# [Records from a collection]
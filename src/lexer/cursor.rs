//! Character cursor for input navigation

use crate::error::Pos;

/// Cursor over a `&str` with line and column tracking.
///
/// The offset only ever moves forward and always rests on a char boundary.
#[derive(Clone, Debug)]
pub struct Cursor<'a> {
    input: &'a str,
    pos: usize,
    line: u32,
    col: u32,
}

impl<'a> Cursor<'a> {
    pub const fn new(input: &'a str) -> Self {
        Self {
            input,
            pos: 0,
            line: 1,
            col: 1,
        }
    }

    /// Get current character without consuming
    pub fn current(&self) -> Option<char> {
        self.remaining().chars().next()
    }

    /// Peek at the character `ahead` positions past the current one
    pub fn peek(&self, ahead: usize) -> Option<char> {
        self.remaining().chars().nth(ahead)
    }

    /// Advance cursor by one character
    pub fn advance(&mut self) {
        if let Some(c) = self.current() {
            self.pos += c.len_utf8();
            if c == '\n' {
                self.line += 1;
                self.col = 1;
            } else {
                self.col += 1;
            }
        }
    }

    /// Advance while `pred` holds for the current character
    pub fn advance_while(&mut self, pred: impl Fn(char) -> bool) {
        while self.current().is_some_and(&pred) {
            self.advance();
        }
    }

    pub fn skip_whitespace(&mut self) {
        self.advance_while(char::is_whitespace);
    }

    pub const fn position(&self) -> Pos {
        Pos::new(self.pos, self.line, self.col)
    }

    pub const fn is_eof(&self) -> bool {
        self.pos >= self.input.len()
    }

    pub fn remaining(&self) -> &'a str {
        self.input.get(self.pos..).unwrap_or_default()
    }

    pub const fn pos(&self) -> usize {
        self.pos
    }

    /// Get slice from `start` to current position
    pub fn slice_from(&self, start: usize) -> &'a str {
        self.input.get(start..self.pos).unwrap_or_default()
    }
}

# [WHAT NEEDS TO BE DONE]
Please return every line from the first one in the records above down to the line containing "pub fn slice_from(&self, start: usize)", including both, exactly as written and nothing more.

# [RESPONSE TO THE TASK]
filename src/lexer/cursor.rs
//! Character cursor for input navigation

use crate::error::Pos;

/// Cursor over a `&str` with line and column tracking.
///
/// The offset only ever moves forward and always rests on a char boundary.
#[derive(Clone, Debug)]
pub struct Cursor<'a> {
    input: &'a str,
    pos: usize,
    line: u32,
    col: u32,
}

impl<'a> Cursor<'a> {
    pub const fn new(input: &'a str) -> Self {
        Self {
            input,
            pos: 0,
            line: 1,
            col: 1,
        }
    }

    /// Get current character without consuming
    pub fn current(&self) -> Option<char> {
        self.remaining().chars().next()
    }

    /// Peek at the character `ahead` positions past the current one
    pub fn peek(&self, ahead: usize) -> Option<char> {
        self.remaining().chars().nth(ahead)
    }

    /// Advance cursor by one character
    pub fn advance(&mut self) {
        if let Some(c) = self.current() {
            self.pos += c.len_utf8();
            if c == '\n' {
                self.line += 1;
                self.col = 1;
            } else {
                self.col += 1;
            }
        }
    }

    /// Advance while `pred` holds for the current character
    pub fn advance_while(&mut self, pred: impl Fn(char) -> bool) {
        while self.current().is_some_and(&pred) {
            self.advance();
        }
    }

    pub fn skip_whitespace(&mut self) {
        self.advance_while(char::is_whitespace);
    }

    pub const fn position(&self) -> Pos {
        Pos::new(self.pos, self.line, self.col)
    }

    pub const fn is_eof(&self) -> bool {
        self.pos >= self.input.len()
    }

    pub fn remaining(&self) -> &'a str {
        self.input.get(self.pos..).unwrap_or_default()
    }

    pub const fn pos(&self) -> usize {
        self.pos
    }

    /// Get slice from `start` to current position
    pub fn slice_from(&self, start: usize) -> &'a str {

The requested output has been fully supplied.